Context: Glycated hemoglobin is a form of hemoglobin that is measured primarily to identify the average plasma glucose concentration over prolonged periods of time, formed due to non-enzymatic glycation. Previous studies have suggested increased glycated hemoglobin levels in anemic patients despite the shortened life span of the erythrocytes. Several reports have suggested an active role of vitamin D in the functional regulation of pancreatic β-cells. Hypovitaminosis D may be an independent risk factor for type 2 diabetes mellitus (T2DM) with higher HbA1c levels. Studies have also demonstrate association of vitamin D deficiency and greater risk of anemia in children. Aims: The aim of this study is to estimate and analyse hemoglobin A1c, vitamin D and hemoglobin levels in non diabetic anemic adults and assess the relationship between above mentioned parameters. Materials and Methods: The study was conducted at Kasturba Medical College, Manipal. Serum vitamin D, hemoglobin and HbA1c measured in 187 non-diabetic anemic adults of 25-55 years of age, glycated hemoglobin measured in BIORAD variant turbo II using ion exchange HPLC method, and vitamin D by Eletrochemiluminescene method. Hemoglobin estimation was done by Drabkin's method. Results and Conclusion: The study found negative correlation between vitamin D and HbA1c in both males and females (r = -0.5, r = -0.4 P ≤ 0.001), HbA1c and hemoglobin (r = -0.4, r = -0.3 P ≤ 0.002).
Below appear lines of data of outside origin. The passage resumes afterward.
//! Execution coordination.
//!
//! A request moves through normalize, resolve config, parse, schema check,
//! validate, plan, method check and execute, stopping at the first stage
//! that fails. Every stage reports a tagged [`Outcome`], and [`classify`]
//! alone decides the HTTP status from it.

use crate::config::{default_format_error, EngineConfig, QueryConfig};
use crate::error::{ConfigError, RequestError};
use crate::request::{normalize, ExecutionRequest, RawRequest};
use crate::response::Reply;
use gqlbridge_core::{Interner, LineIndex};
use gqlbridge_runtime::{
    validate, Executor, ExecutorConfig, GraphQLError, PlanError, PlannerConfig, QueryPlan,
    QueryPlanner, Response,
};
use gqlbridge_syntax::parse;
use hyper::header::ALLOW;
use hyper::{Method, StatusCode};
use serde_json::{Map, Value};
use std::sync::Arc;
use tracing::{debug, warn};

/// The kind of failure that stopped a request.
#[derive(Debug, Clone, Copy, PartialEq, Eq, Hash)]
pub enum FailureKind {
    MissingQuery,
    MalformedVariables,
    MalformedBody,
    ConfigResolution,
    Syntax,
    SchemaConfiguration,
    Validation,
    OperationResolution,
    VariableCoercion,
    QueryLimitExceeded,
    MethodNotAllowed,
    Execution,
}

impl FailureKind {
    /// Returns the string representation of the kind.
    pub const fn as_str(&self) -> &'static str {
        match self {
            Self::MissingQuery => "MISSING_QUERY",
            Self::MalformedVariables => "MALFORMED_VARIABLES",
            Self::MalformedBody => "MALFORMED_BODY",
            Self::ConfigResolution => "CONFIG_RESOLUTION_ERROR",
            Self::Syntax => "SYNTAX_ERROR",
            Self::SchemaConfiguration => "SCHEMA_CONFIGURATION_ERROR",
            Self::Validation => "VALIDATION_ERROR",
            Self::OperationResolution => "OPERATION_RESOLUTION_ERROR",
            Self::VariableCoercion => "VARIABLE_COERCION_ERROR",
            Self::QueryLimitExceeded => "QUERY_LIMIT_EXCEEDED",
            Self::MethodNotAllowed => "METHOD_NOT_ALLOWED",
            Self::Execution => "EXECUTION_ERROR",
        }
    }
}

impl std::fmt::Display for FailureKind {
    fn fmt(&self, f: &mut std::fmt::Formatter<'_>) -> std::fmt::Result {
        f.write_str(self.as_str())
    }
}

/// A failed stage and the errors it produced.
#[derive(Debug, Clone, PartialEq)]
pub struct Failure {
    pub kind: FailureKind,
    pub errors: Vec<GraphQLError>,
}

impl Failure {
    pub fn new(kind: FailureKind, errors: Vec<GraphQLError>) -> Self {
        Self { kind, errors }
    }

    /// A failure with a single error message.
    pub fn message(kind: FailureKind, message: impl Into<String>) -> Self {
        Self::new(kind, vec![GraphQLError::new(message)])
    }
}

impl From<RequestError> for Failure {
    fn from(error: RequestError) -> Self {
        let kind = match error {
            RequestError::MissingQuery => FailureKind::MissingQuery,
            RequestError::MalformedVariables(_) => FailureKind::MalformedVariables,
            RequestError::MalformedBody(_) => FailureKind::MalformedBody,
        };
        Self::message(kind, error.to_string())
    }
}

impl From<ConfigError> for Failure {
    fn from(error: ConfigError) -> Self {
        Self::message(FailureKind::ConfigResolution, error.to_string())
    }
}

impl From<PlanError> for Failure {
    fn from(error: PlanError) -> Self {
        let kind = match error {
            PlanError::OperationResolution(_) => FailureKind::OperationResolution,
            PlanError::VariableCoercion(_) => FailureKind::VariableCoercion,
            PlanError::LimitExceeded(_) => FailureKind::QueryLimitExceeded,
        };
        Self::new(kind, error.into_errors())
    }
}

/// How a request ended.
#[derive(Debug, Clone, PartialEq)]
pub enum Outcome {
    /// Execution ran to completion, possibly with field errors.
    Executed(Response),
    /// A stage failed before or during execution.
    Failed(Failure),
}

/// Maps an outcome to its HTTP status.
pub fn classify(outcome: &Outcome) -> StatusCode {
    let kind = match outcome {
        Outcome::Executed(_) => return StatusCode::OK,
        Outcome::Failed(failure) => failure.kind,
    };
    match kind {
        FailureKind::MissingQuery
        | FailureKind::MalformedVariables
        | FailureKind::MalformedBody
        | FailureKind::Syntax
        | FailureKind::Validation
        | FailureKind::OperationResolution
        | FailureKind::VariableCoercion
        | FailureKind::QueryLimitExceeded => StatusCode::BAD_REQUEST,
        FailureKind::MethodNotAllowed => StatusCode::METHOD_NOT_ALLOWED,
        FailureKind::ConfigResolution
        | FailureKind::SchemaConfiguration
        | FailureKind::Execution => StatusCode::INTERNAL_SERVER_ERROR,
    }
}

/// Runs requests for one registered route.
#[derive(Debug, Default)]
pub struct Coordinator {
    query: Option<QueryConfig>,
    planner: QueryPlanner,
    executor: Executor,
}

impl Coordinator {
    /// Creates a coordinator.
    pub fn new(query: Option<QueryConfig>, planner: PlannerConfig, executor: ExecutorConfig) -> Self {
        Self {
            query,
            planner: QueryPlanner::with_config(planner),
            executor: Executor::with_config(executor),
        }
    }

    /// Answers one request.
    pub async fn handle(&self, raw: &RawRequest) -> Reply {
        debug!(method = %raw.method, path = %raw.path, "graphql request");
        let request = normalize(raw);

        let config = match self.resolve_config(raw) {
            Ok(config) => config,
            Err(error) => {
                // Normalization comes first; the failed resolution only
                // costs the custom formatter.
                let failure = request.err().map_or_else(|| error.into(), Failure::from);
                return respond(&Outcome::Failed(failure), &default_format_error);
            }
        };

        let outcome = match request {
            Ok(request) => self.run(&config, &raw.method, &request).await,
            Err(error) => Outcome::Failed(error.into()),
        };
        respond(&outcome, &*config.format_error)
    }

    fn resolve_config(&self, raw: &RawRequest) -> Result<EngineConfig, ConfigError> {
        self.query
            .as_ref()
            .ok_or(ConfigError::Missing)?
            .resolve(raw)
    }

    /// Runs the stages after normalization and config resolution.
    pub async fn run(
        &self,
        config: &EngineConfig,
        method: &Method,
        request: &ExecutionRequest,
    ) -> Outcome {
        let plan = match self.prepare(config, method, request) {
            Ok(plan) => plan,
            Err(failure) => return Outcome::Failed(failure),
        };

        debug!(operation = ?plan.operation_name, "executing");
        let executed = self
            .executor
            .execute(
                Arc::new(plan),
                Arc::clone(&config.schema),
                Arc::clone(&config.resolvers),
                config.root_value.clone(),
                config.context.clone(),
            )
            .await;

        match executed {
            Ok(response) => Outcome::Executed(response),
            Err(error) => Outcome::Failed(Failure::message(FailureKind::Execution, error.to_string())),
        }
    }

    /// Parse, schema check, validate, plan and method check.
    ///
    /// Synchronous so that the interned document never crosses an await.
    fn prepare(
        &self,
        config: &EngineConfig,
        method: &Method,
        request: &ExecutionRequest,
    ) -> Result<QueryPlan, Failure> {
        let source = request.query.as_str();
        let interner = Interner::new();
        let index = LineIndex::new(source);

        let parsed = parse(source, &interner);
        if let Some(diagnostic) = parsed.diagnostics.first_error() {
            debug!(message = %diagnostic.message, "syntax error");
            return Err(Failure::new(
                FailureKind::Syntax,
                vec![GraphQLError::from_diagnostic(diagnostic, &index)],
            ));
        }

        config
            .schema
            .validate()
            .map_err(|e| Failure::message(FailureKind::SchemaConfiguration, e.to_string()))?;

        let errors = validate(&config.schema, &parsed.document, &interner, &index);
        if !errors.is_empty() {
            debug!(count = errors.len(), "validation failed");
            return Err(Failure::new(FailureKind::Validation, errors));
        }

        let plan = self.planner.plan(
            &config.schema,
            &parsed.document,
            &interner,
            &index,
            request.operation_name.as_deref(),
            &request.variables(),
        )?;

        if plan.is_mutation() && method == Method::GET {
            return Err(Failure::message(
                FailureKind::MethodNotAllowed,
                "Can only perform a mutation operation from a POST request.",
            ));
        }
        Ok(plan)
    }
}

/// Renders an outcome, passing every error through `format`.
pub fn respond(outcome: &Outcome, format: &dyn Fn(&GraphQLError) -> Value) -> Reply {
    let status = classify(outcome);
    let mut body = Map::new();
    match outcome {
        Outcome::Executed(response) => {
            body.insert("data".to_string(), response.data.clone());
            if response.has_errors() {
                body.insert("errors".to_string(), format_all(&response.errors, format));
            }
        }
        Outcome::Failed(failure) => {
            if status.is_server_error() {
                warn!(kind = %failure.kind, errors = ?failure.errors, "request failed");
            } else {
                debug!(kind = %failure.kind, "request rejected");
            }
            body.insert("errors".to_string(), format_all(&failure.errors, format));
        }
    }

    let reply = Reply::json(status, &Value::Object(body));
    if status == StatusCode::METHOD_NOT_ALLOWED {
        reply.with_header(ALLOW, "POST")
    } else {
        reply
    }
}

fn format_all(errors: &[GraphQLError], format: &dyn Fn(&GraphQLError) -> Value) -> Value {
    Value::Array(errors.iter().map(format).collect())
}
Also, there was significant positive correlation between the vit D and hemoglobin (r = 0.4, r = 0.3 P ≤ 0.001) values in the study population. Thus, there could be a role of vitamin D in the management of anemia. Since the sample size was small further study is recommended with larger sample size for reliable results.

Keywords: Anaemia, glycated haemoglobin, non diabetic, vitamin D


How to cite this article:
Datta P, Belle VS, Singh K, Prabhu K. High HbA1C in anemic patients: Is hypovitaminosis D that link? . Niger J Exp Clin Biosci 2014;2:105-8

How to cite this URL:
Datta P, Belle VS, Singh K, Prabhu K. High HbA1C in anemic patients: Is hypovitaminosis D that link? . Niger J Exp Clin Biosci [serial online] 2014 [cited 2021 May 12];2:105-8. Available from: https://www.njecbonline.org/text.asp?2014/2/2/105/144846


  Introduction Top


Glycated hemoglobin is produced by a non enzymatic reaction between glucose and the N-terminal valine of both ί-chains of the hemoglobin molecule. The major form of glycated hemoglobin is hemoglobin A1c (HbA1c). [1],[2]. When plasma glucose is persistently elevated, the non-enzymatic glycation of hemoglobin increases. So it reflects the glycemic history over the previous 2-3 months, since erythrocytes have an average lifespan of 120 days. [3],[4] The HbA1c fraction is abnormally elevated in patients with chronic hyperglycemic diabetes mellitus and it correlates positively with the metabolic control. [5] According to the American Diabetes Association (ADA) guidelines, the value of HbA1c should be kept below 7% in all the diabetics. [6] The values which are greater than 7% indicate an increased chance of progression to the diabetic complications, especially the micro vascular ones.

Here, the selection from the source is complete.